*** INFORMATION ***
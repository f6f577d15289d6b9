use serde::{Deserialize, Serialize};

use super::ids::{NodeId, RequestId, Seconds, VehicleId};
use super::stop::Stop;
use super::visit::Visit;

/// Movement in progress between `position` and `target`.
#[derive(Debug, Clone, Copy, PartialEq, Eq, Serialize, Deserialize)]
pub struct EnRoute {
    /// Node the vehicle is currently heading to.
    pub target: NodeId,
    /// Closest network node the vehicle can divert from.
    pub waypoint: NodeId,
}

#[derive(Debug, Clone, PartialEq, Serialize, Deserialize)]
pub struct Vehicle {
    pub id: VehicleId,
    pub capacity: u32,
    /// Last visited node.
    pub position: NodeId,
    /// Time the vehicle leaves (or left) `position`.
    pub departure: Seconds,
    /// The vehicle must finish every stop by this time.
    pub contract_deadline: Seconds,
    pub en_route: Option<EnRoute>,
    /// Pending drop-offs of boarded passengers.
    pub onboard: Vec<Stop>,
    pub current_visit: Option<Visit>,
    /// Set when the vehicle was hired on demand for one request.
    pub hired_for: Option<RequestId>,
}

impl Vehicle {
    pub fn new(id: VehicleId, capacity: u32, position: NodeId, departure: Seconds) -> Self {
        Self {
            id,
            capacity,
            position,
            departure,
            contract_deadline: Seconds::MAX,
            en_route: None,
            onboard: Vec::new(),
            current_visit: None,
            hired_for: None,
        }
    }

    pub fn with_deadline(mut self, deadline: Seconds) -> Self {
        self.contract_deadline = deadline;
        self
    }

    pub fn with_en_route(mut self, target: NodeId, waypoint: NodeId) -> Self {
        self.en_route = Some(EnRoute { target, waypoint });
        self
    }

    pub fn with_passenger(mut self, dropoff: Stop) -> Self {
        self.onboard.push(dropoff);
        self
    }

    pub fn hired_for(mut self, request: RequestId) -> Self {
        self.hired_for = Some(request);
        self
    }

    /// Seats currently occupied by boarded passengers.
    pub fn load(&self) -> u32 {
        self.onboard
            .iter()
            .map(|stop| u32::try_from(-stop.load_delta()).unwrap_or(0))
            .sum()
    }

    pub fn has_passengers(&self) -> bool {
        !self.onboard.is_empty()
    }

    pub fn passenger_ids(&self) -> Vec<RequestId> {
        let mut ids: Vec<RequestId> = self.onboard.iter().filter_map(Stop::request).collect();
        ids.sort_unstable();
        ids
    }

    /// Boarded drop-offs in the order of the current visit, if one exists.
    ///
    /// Drop-offs missing from the current visit keep their roster order at the end.
    pub fn committed_dropoffs(&self) -> Vec<Stop> {
        let Some(visit) = &self.current_visit else {
            return self.onboard.clone();
        };
        let mut ordered: Vec<Stop> = visit
            .stops
            .iter()
            .filter(|stop| stop.is_dropoff() && self.onboard.contains(stop))
            .copied()
            .collect();
        for stop in &self.onboard {
            if !ordered.contains(stop) {
                ordered.push(*stop);
            }
        }
        ordered
    }

    /// Check the roster entry is usable for a round.
    pub fn is_well_formed(&self) -> bool {
        self.capacity > 0
            && self.load() <= self.capacity
            && self.onboard.iter().all(Stop::is_dropoff)
    }
}
//! Parameter sweep comparing exact and greedy assignment.
//!
//! Run with: cargo run --release -p rtv_experiments --example parameter_sweep
//!
//! Swap the space in `main` for another from `parameter_spaces`.

use rtv_experiments::parameter_spaces::assignment_comparison_space;
use rtv_experiments::{
    export_to_csv, export_to_json, find_best_parameters, find_best_result_index,
    run_parallel_experiments,
};
use tracing::info;
use tracing_subscriber::EnvFilter;

fn main() -> Result<(), Box<dyn std::error::Error>> {
    // Per-round logs are noisy across hundreds of runs.
    tracing_subscriber::fmt()
        .with_env_filter(
            EnvFilter::from_default_env()
                .add_directive("rtv_experiments=info".parse()?)
                .add_directive("rtv_core=warn".parse()?),
        )
        .init();

    let parameter_sets = assignment_comparison_space().generate();
    info!(runs = parameter_sets.len(), "generated parameter sets");

    let results = run_parallel_experiments(parameter_sets.clone(), None);
    info!(completed = results.len(), "sweep finished");

    let best_idx = find_best_result_index(&results).ok_or("No results to analyze")?;
    let best = &results[best_idx];
    println!("\n=== Best run ===");
    println!("Service rate: {:.2}%", best.service_rate * 100.0);
    println!("Avg drop-off delay: {:.1}s", best.avg_delay_secs);
    println!("Avg round time: {:.2}ms (p90 {:.2}ms)", best.avg_round_ms, best.p90_round_ms);
    println!("Fallback rounds: {}", best.fallback_rounds);

    if let Some(best_params) = find_best_parameters(&results, &parameter_sets) {
        println!("\n=== Best parameters ===");
        println!("Assignment: {:?}", best_params.config.assignment);
        println!("Vehicles: {}", best_params.params.num_vehicles);
        println!("Capacity: {}", best_params.params.capacity);
        println!("Requests: {}", best_params.params.num_requests);
        println!("Seed: {}", best_params.seed);
    }

    export_to_csv(&results, &parameter_sets, "experiment_results.csv")?;
    export_to_json(&results, "experiment_results.json")?;
    println!("\nExported to experiment_results.csv and experiment_results.json");

    Ok(())
}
*** End of INFORMATION ***
Filter the records for lines holding the string "waypoint". Copy each one.

SOLUTION TO THIS TASK.
    pub waypoint: NodeId,
    pub fn with_en_route(mut self, target: NodeId, waypoint: NodeId) -> Self {
        self.en_route = Some(EnRoute { target, waypoint });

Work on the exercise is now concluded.